■ **WORK TASK**
When a line in the records includes the string "crate", it goes into the tally; report that tally alone.

■ **SUPPLIED RECORDS**
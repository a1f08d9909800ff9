//! Synchronous execution of a plan against caller buffers.

use std::fmt;
use std::sync::Arc;

use super::{Sink, Source};
use crate::codegen::Plan;
use crate::error::{ExecutionError, ForgeResult};
use crate::graph::IoIndex;

/// Progress of a session, derived from its bindings.
///
/// Binding order is free; the state only advances once a whole group is
/// bound. Rebinding any buffer after a run leaves `Ran`.
#[derive(Debug, Clone, Copy, PartialEq, Eq)]
pub enum SessionState {
    /// Some input is unbound.
    Created,
    /// Every input is bound, some output is not.
    InputsBound,
    /// Every input and output is bound; `run` may proceed.
    OutputsBound,
    /// The last run succeeded and no buffer was rebound since.
    Ran,
}

impl fmt::Display for SessionState {
    fn fmt(&self, f: &mut fmt::Formatter<'_>) -> fmt::Result {
        let name = match self {
            SessionState::Created => "created",
            SessionState::InputsBound => "inputs bound",
            SessionState::OutputsBound => "outputs bound",
            SessionState::Ran => "ran",
        };
        f.write_str(name)
    }
}

/// One binding of caller buffers to a plan.
///
/// Buffers stay borrowed for the life of the session. A session can run
/// any number of times; rebinding a buffer after a run starts a new cycle.
pub struct Execution<'a> {
    plan: Arc<Plan>,
    sources: Vec<Option<Source<'a>>>,
    sinks: Vec<Option<Sink<'a>>>,
    state: SessionState,
}

impl<'a> fmt::Debug for Execution<'a> {
    fn fmt(&self, f: &mut fmt::Formatter<'_>) -> fmt::Result {
        f.debug_struct("Execution")
            .field("state", &self.state)
            .field("inputs", &self.sources.iter().filter(|s| s.is_some()).count())
            .field("outputs", &self.sinks.iter().filter(|s| s.is_some()).count())
            .finish()
    }
}

impl<'a> Execution<'a> {
    pub fn new(plan: Arc<Plan>) -> Self {
        let inputs = plan.model().inputs().len();
        let outputs = plan.model().outputs().len();
        Self {
            plan,
            sources: (0..inputs).map(|_| None).collect(),
            sinks: (0..outputs).map(|_| None).collect(),
            state: SessionState::Created,
        }
    }

    pub fn state(&self) -> SessionState {
        self.state
    }

    pub fn plan(&self) -> &Arc<Plan> {
        &self.plan
    }

    pub fn set_input(&mut self, io: IoIndex, buffer: &'a [u8]) -> ForgeResult<()> {
        let count = self.sources.len();
        let index = self.plan.model().input_at(io).map_err(|_| invalid_io(io, count))?;
        let source = Source::new(index, self.plan.model().operands().at(index)?, buffer)?;
        self.sources[io.as_usize()] = Some(source);
        self.state = self.bound_state();
        Ok(())
    }

    pub fn set_output(&mut self, io: IoIndex, buffer: &'a mut [u8]) -> ForgeResult<()> {
        let count = self.sinks.len();
        let index = self.plan.model().output_at(io).map_err(|_| invalid_io(io, count))?;
        let sink = Sink::new(index, self.plan.model().operands().at(index)?, buffer)?;
        self.sinks[io.as_usize()] = Some(sink);
        self.state = self.bound_state();
        Ok(())
    }

    /// Push inputs, run every runnable in plan order, wait for the devices
    /// and pull outputs.
    ///
    /// A failed run leaves the plan intact; the session can run again.
    pub fn run(&mut self) -> ForgeResult<()> {
        for (i, source) in self.sources.iter().enumerate() {
            if source.is_none() {
                return Err(ExecutionError::UnboundInput(IoIndex::from(i)).into());
            }
        }
        for (i, sink) in self.sinks.iter().enumerate() {
            if sink.is_none() {
                return Err(ExecutionError::UnboundOutput(IoIndex::from(i)).into());
            }
        }

        let plan = Arc::clone(&self.plan);
        let _guard = plan.lock()?;
        let _span = tracing::debug_span!("run", runnables = plan.runnables().len()).entered();

        for source in self.sources.iter().flatten() {
            for tensor in plan.tensors(source.operand()) {
                source.push(tensor.as_ref())?;
            }
        }
        plan.execute()?;
        for sink in self.sinks.iter_mut().flatten() {
            let tensor = plan
                .tensors(sink.operand())
                .first()
                .ok_or_else(|| crate::internal_error!("output {} has no tensor", sink.operand()))?;
            sink.pull(tensor.as_ref())?;
        }

        self.state = SessionState::Ran;
        tracing::debug!(runnables = plan.runnables().len(), "execution finished");
        Ok(())
    }

    fn bound_state(&self) -> SessionState {
        if self.sources.iter().any(Option::is_none) {
            SessionState::Created
        } else if self.sinks.iter().any(Option::is_none) {
            SessionState::InputsBound
        } else {
            SessionState::OutputsBound
        }
    }

    /// Bytes written to output `io` by the last run.
    pub fn output(&self, io: IoIndex) -> ForgeResult<&[u8]> {
        let count = self.sinks.len();
        self.sinks
            .get(io.as_usize())
            .ok_or_else(|| invalid_io(io, count))?
            .as_ref()
            .map(Sink::bytes)
            .ok_or_else(|| ExecutionError::UnboundOutput(io).into())
    }
}

fn invalid_io(index: IoIndex, count: usize) -> crate::error::ForgeError {
    ExecutionError::InvalidIoIndex { index, count }.into()
}
//! Concatenation along one storage axis.

/// Concatenate `inputs` (data, storage dims) along storage `axis`.
///
/// All inputs share every extent except `axis`.
pub fn concat(inputs: &[(&[f32], &[usize])], axis: usize, output: &mut [f32]) {
    let Some((_, first_dims)) = inputs.first() else {
        return;
    };
    let outer: usize = first_dims[..axis].iter().product();
    let inner: usize = first_dims[axis + 1..].iter().product();
    let out_axis: usize = inputs.iter().map(|(_, dims)| dims[axis]).sum();

    let mut axis_offset = 0;
    for (data, dims) in inputs {
        let chunk = dims[axis] * inner;
        for o in 0..outer {
            let src = &data[o * chunk..(o + 1) * chunk];
            let dst_start = (o * out_axis + axis_offset) * inner;
            output[dst_start..dst_start + chunk].copy_from_slice(src);
        }
        axis_offset += dims[axis];
    }
}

■ **TASK ANSWER**
5